On peut voir son travail sur sa page FB. Ou à Poitiers !
Sophie Federkeil a choisi de nous parler de « Volubile ».
Du latin classique volvere qui signifie « faire tourner », l’adjectif volubile évoquait au haut Moyen Âge la mer et ses humeurs aussi inconstantes que celles d’une femme, puis perdit son i joli pour devenir « voluble », heureusement très vite dissous dans les remous de la Renaissance. Littéralement « tournant », le terme s’applique aux tiges souples et graciles qui s’enroulent autour d’un support pour prendre un peu de hauteur. D’où les volubilis, que d’aucuns moins poètes nomment « liserons ».
Mais l’essence de « volubile » réside au sein des calices de fleurs plus figurées.
Si l’on part du principe que la langue, oui, celle que nous avons dans la bouche, a des propensions à se mouvoir de çà et de là, notre organe volubile dispose la voix à la vivacité des roulements. Et de là le sens le plus commun du vocable : bavard, loquace, agitant des paroles abondantes et rapides.
Il est bien vrai que doté d’une telle langue, notre discours prend alors une tournure toute volubile, évoluant par enroulements, spirales et arabesques, au gré de nos pensées, qui deviennent autant d’ondes volatiles, et s’évaporent aisément dans le flot impétueux de la parole, fluide.
Vol – ubile : une envolée de mots tourbillonnants, aussi fine et légère que la vapeur, immatérielle, changeant à loisir de sens et de direction. De-ci. De-là. Et il me plaît à penser que de toutes ces gracieuses volutes de mots émane un plaisir voluptueux. Car l’on goûte pleinement la saveur de chacun sur le bout de notre langue. Et l’on s’en délecte tout autant intellectuellement.
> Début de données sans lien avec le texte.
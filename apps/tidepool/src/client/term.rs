//! Interactive terminal sink: raw-mode pass-through between the local
//! terminal and a negotiated session channel.

use crate::session::{ChannelSlot, SessionHandle};
use crossterm::terminal::{disable_raw_mode, enable_raw_mode};
use std::io::{self, IsTerminal, Read, Write};
use std::thread;
use tracing::debug;

/// Attach `handle` to the slot and pump it against the local terminal until
/// either side closes. Attaching through the slot closes any previously
/// attached channel first, so only one sink ever owns the stream.
pub async fn attach(slot: &mut ChannelSlot, handle: SessionHandle) -> io::Result<()> {
    let handle = slot.replace(handle).await;
    let interactive = io::stdin().is_terminal() && io::stdout().is_terminal();
    let _raw_guard = RawModeGuard::new(interactive);

    // Keystrokes flow from a blocking reader thread; the channel queues the
    // sends, so the thread never waits on the network.
    let input = handle.controller();
    thread::spawn(move || {
        let mut stdin = io::stdin().lock();
        let mut buf = [0u8; 1024];
        loop {
            match stdin.read(&mut buf) {
                Ok(0) | Err(_) => break,
                Ok(n) => {
                    let chunk = String::from_utf8_lossy(&buf[..n]).into_owned();
                    if input.send_text(chunk).is_err() {
                        break;
                    }
                }
            }
        }
    });

    let mut stdout = io::stdout();
    while let Some(payload) = handle.recv().await {
        stdout.write_all(&payload.into_bytes())?;
        stdout.flush()?;
    }
    debug!(target: "tidepool::client", "terminal channel closed");

    slot.clear().await;
    Ok(())
}

struct RawModeGuard(bool);

impl RawModeGuard {
    fn new(enable: bool) -> Self {
        if enable {
            match enable_raw_mode() {
                Ok(()) => Self(true),
                Err(err) => {
                    eprintln!("⚠️  failed to enable raw mode: {err}");
                    Self(false)
                }
            }
        } else {
            Self(false)
        }
    }
}

impl Drop for RawModeGuard {
    fn drop(&mut self) {
        if self.0 {
            let _ = disable_raw_mode();
        }
    }
}
//! Renders example-library query results as a balanced card board on the
//! terminal.

use crate::api::Example;
use crate::layout::{PendingLayout, column_count_for_width};

/// Terminal-width breakpoints for the board's column tiers, the terminal
/// rendition of the web UI's responsive grid.
const BOARD_BREAKPOINTS: [u32; 3] = [100, 160, 220];

/// Spacing between adjacent columns, in cells.
const COLUMN_GAP: usize = 2;

/// Lay the example cards out into balanced columns for a terminal `width`
/// cells wide. Recomputed from scratch per call, so a resize is just a
/// re-render.
pub fn render_board(examples: &[Example], width: u16) -> String {
    let columns = column_count_for_width(u32::from(width), &BOARD_BREAKPOINTS);
    let column_width = (usize::from(width) / columns.get()).saturating_sub(COLUMN_GAP);
    let inner = column_width.max(16);

    // Card heights are only known once each card has rendered; the board is
    // balanced after the whole batch has reported.
    let mut pending = PendingLayout::new(examples.len());
    let mut cards: Vec<Vec<String>> = Vec::with_capacity(examples.len());
    for (index, example) in examples.iter().enumerate() {
        let card = render_card(example, inner);
        pending.resolve(index, card.len() as u32);
        cards.push(card);
    }
    let assignment = pending
        .balance(columns)
        .expect("every card height resolved");

    let stacked: Vec<Vec<&str>> = assignment
        .iter()
        .map(|indices| {
            indices
                .iter()
                .flat_map(|&i| cards[i].iter().map(String::as_str))
                .collect()
        })
        .collect();
    let rows = stacked.iter().map(Vec::len).max().unwrap_or(0);

    let mut out = String::new();
    for row in 0..rows {
        for column in &stacked {
            let cell = column.get(row).copied().unwrap_or("");
            out.push_str(&format!("{cell:<width$}", width = inner + COLUMN_GAP));
        }
        while out.ends_with(' ') {
            out.pop();
        }
        out.push('\n');
    }
    out
}

fn render_card(example: &Example, inner: usize) -> Vec<String> {
    let mut lines = Vec::new();
    lines.push(truncate(&example.name, inner));

    let mut meta = example.language.clone();
    for tag in &example.tags {
        meta.push_str(&format!(" [{tag}]"));
    }
    lines.push(truncate(&meta, inner));

    for line in example.code.lines() {
        lines.push(truncate(line, inner));
    }
    lines.push(String::new());
    lines
}

fn truncate(text: &str, max: usize) -> String {
    if text.chars().count() <= max {
        text.to_string()
    } else {
        let mut cut: String = text.chars().take(max.saturating_sub(1)).collect();
        cut.push('…');
        cut
    }
}

#[cfg(test)]
mod tests {
    use super::*;

    fn example(name: &str, code: &str) -> Example {
        Example {
            path: String::new(),
            name: name.into(),
            language: "lua".into(),
            tags: vec!["demo".into()],
            code: code.into(),
        }
    }

    #[test]
    fn narrow_terminal_renders_one_column() {
        let examples = vec![example("first", "print(1)"), example("second", "print(2)")];
        let board = render_board(&examples, 80);
        let lines: Vec<&str> = board.lines().collect();
        // One column: cards stacked, original order preserved.
        assert_eq!(lines[0].trim_end(), "first");
        assert!(lines.iter().any(|line| line.trim_end() == "second"));
        assert!(!lines[0].contains("second"));
    }

    #[test]
    fn wide_terminal_places_cards_side_by_side() {
        let examples = vec![example("alpha", "print(1)"), example("beta", "print(2)")];
        let board = render_board(&examples, 120);
        let first_line = board.lines().next().unwrap();
        assert!(first_line.contains("alpha"));
        assert!(first_line.contains("beta"));
    }

    #[test]
    fn empty_query_result_renders_nothing() {
        assert_eq!(render_board(&[], 120), "");
    }

    #[test]
    fn rendering_twice_is_identical() {
        let examples = vec![
            example("one", "a\nb\nc"),
            example("two", "d"),
            example("three", "e\nf"),
        ];
        assert_eq!(render_board(&examples, 120), render_board(&examples, 120));
    }

    #[test]
    fn long_lines_are_truncated_to_the_column() {
        let long = "x".repeat(400);
        let examples = vec![example("long", &long)];
        let board = render_board(&examples, 80);
        assert!(board.lines().all(|line| line.chars().count() <= 80));
    }
}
Oui, quelle volupté, ces tournicotis du langage. Une ivresse légère nous surprend à babiller ainsi. La tête nous tourne, nos cheveux s’animent à leur guise, les bras s’agitent. Le corps tout entier devient volubile. Quelle fantaisie !
Et n’oublions pas qu’il y a fort longtemps, ce terme était également employé pour signifier la facilité de notre cœur, ou de notre esprit au changement, à l’inconstance, à l’instabilité. Et pourtant, de tout temps, « rien n’arrête la volubilité de notre esprit » (Pascal, Pensées).
Sophie a demandé à ses amis de se prêter au jeu : brodeuse haute couture, artiste multimédia, chercheur en virologie, et écrivain. Chacun d’entre eux, dans le désordre, nous invite à partager sa propre évocation.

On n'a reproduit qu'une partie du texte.